Dataset records Block Start

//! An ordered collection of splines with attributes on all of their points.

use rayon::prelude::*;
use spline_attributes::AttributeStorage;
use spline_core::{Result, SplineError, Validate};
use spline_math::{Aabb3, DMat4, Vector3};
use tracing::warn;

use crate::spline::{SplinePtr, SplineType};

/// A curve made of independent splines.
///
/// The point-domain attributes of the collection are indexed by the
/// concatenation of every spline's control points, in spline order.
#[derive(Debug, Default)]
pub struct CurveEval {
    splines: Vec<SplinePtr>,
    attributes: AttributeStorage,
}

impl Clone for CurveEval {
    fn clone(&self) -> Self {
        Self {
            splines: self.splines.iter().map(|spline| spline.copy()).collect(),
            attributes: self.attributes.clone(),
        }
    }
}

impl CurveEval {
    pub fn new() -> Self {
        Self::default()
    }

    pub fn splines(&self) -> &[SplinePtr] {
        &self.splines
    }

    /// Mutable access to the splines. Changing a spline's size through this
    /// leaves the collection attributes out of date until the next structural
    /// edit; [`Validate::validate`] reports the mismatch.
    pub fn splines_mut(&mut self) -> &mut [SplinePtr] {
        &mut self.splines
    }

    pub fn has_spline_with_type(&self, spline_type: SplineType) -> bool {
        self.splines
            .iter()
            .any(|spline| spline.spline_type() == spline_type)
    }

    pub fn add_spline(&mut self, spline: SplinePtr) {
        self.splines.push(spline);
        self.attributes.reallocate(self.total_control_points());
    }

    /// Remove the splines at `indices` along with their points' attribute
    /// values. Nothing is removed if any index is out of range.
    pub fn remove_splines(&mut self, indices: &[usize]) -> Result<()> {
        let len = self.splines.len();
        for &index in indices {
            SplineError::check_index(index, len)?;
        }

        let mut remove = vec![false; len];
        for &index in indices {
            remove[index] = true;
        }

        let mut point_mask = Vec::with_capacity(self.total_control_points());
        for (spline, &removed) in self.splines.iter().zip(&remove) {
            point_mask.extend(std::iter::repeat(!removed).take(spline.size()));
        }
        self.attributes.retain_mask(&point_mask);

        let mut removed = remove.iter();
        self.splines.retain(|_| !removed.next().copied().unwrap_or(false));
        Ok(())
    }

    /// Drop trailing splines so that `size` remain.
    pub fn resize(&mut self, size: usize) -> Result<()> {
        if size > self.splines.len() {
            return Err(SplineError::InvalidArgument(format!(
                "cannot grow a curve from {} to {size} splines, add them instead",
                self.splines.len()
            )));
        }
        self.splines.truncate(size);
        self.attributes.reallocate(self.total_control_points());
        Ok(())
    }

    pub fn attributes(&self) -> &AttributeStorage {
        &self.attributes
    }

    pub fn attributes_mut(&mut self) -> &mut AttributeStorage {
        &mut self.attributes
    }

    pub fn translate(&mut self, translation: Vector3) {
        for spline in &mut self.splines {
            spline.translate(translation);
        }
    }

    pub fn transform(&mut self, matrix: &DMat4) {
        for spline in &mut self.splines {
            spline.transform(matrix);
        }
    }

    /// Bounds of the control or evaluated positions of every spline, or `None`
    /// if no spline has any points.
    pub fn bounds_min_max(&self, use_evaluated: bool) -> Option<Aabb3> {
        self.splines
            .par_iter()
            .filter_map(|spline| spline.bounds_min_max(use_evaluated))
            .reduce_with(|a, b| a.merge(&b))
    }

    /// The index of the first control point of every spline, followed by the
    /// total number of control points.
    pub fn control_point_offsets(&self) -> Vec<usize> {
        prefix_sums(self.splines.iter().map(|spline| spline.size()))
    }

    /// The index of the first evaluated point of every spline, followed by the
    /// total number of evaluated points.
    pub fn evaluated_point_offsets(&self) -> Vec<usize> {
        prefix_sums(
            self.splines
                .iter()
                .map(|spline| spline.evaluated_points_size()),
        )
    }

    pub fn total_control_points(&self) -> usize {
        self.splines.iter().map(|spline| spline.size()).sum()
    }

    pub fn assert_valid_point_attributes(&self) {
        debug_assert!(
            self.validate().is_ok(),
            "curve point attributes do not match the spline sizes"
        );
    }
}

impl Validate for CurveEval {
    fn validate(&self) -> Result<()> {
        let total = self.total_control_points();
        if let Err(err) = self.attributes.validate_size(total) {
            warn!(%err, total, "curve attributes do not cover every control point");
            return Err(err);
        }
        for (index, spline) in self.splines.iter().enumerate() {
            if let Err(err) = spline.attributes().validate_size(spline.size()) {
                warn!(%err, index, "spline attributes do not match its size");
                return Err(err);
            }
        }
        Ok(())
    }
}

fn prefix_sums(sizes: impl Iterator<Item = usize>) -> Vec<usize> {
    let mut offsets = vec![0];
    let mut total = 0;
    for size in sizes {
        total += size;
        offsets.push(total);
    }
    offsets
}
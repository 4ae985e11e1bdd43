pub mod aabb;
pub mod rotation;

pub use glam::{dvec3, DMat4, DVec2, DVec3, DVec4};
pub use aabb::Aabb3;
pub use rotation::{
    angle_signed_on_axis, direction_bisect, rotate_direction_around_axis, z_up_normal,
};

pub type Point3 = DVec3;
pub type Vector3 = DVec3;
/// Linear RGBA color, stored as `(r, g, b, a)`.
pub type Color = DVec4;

Dataset records Block End

• Assigned task:
Repeat, word for word, the lines from the opening of the material through the line containing "indexed by the".

• Solved exercise:
//! An ordered collection of splines with attributes on all of their points.

use rayon::prelude::*;
use spline_attributes::AttributeStorage;
use spline_core::{Result, SplineError, Validate};
use spline_math::{Aabb3, DMat4, Vector3};
use tracing::warn;

use crate::spline::{SplinePtr, SplineType};

/// A curve made of independent splines.
///
/// The point-domain attributes of the collection are indexed by the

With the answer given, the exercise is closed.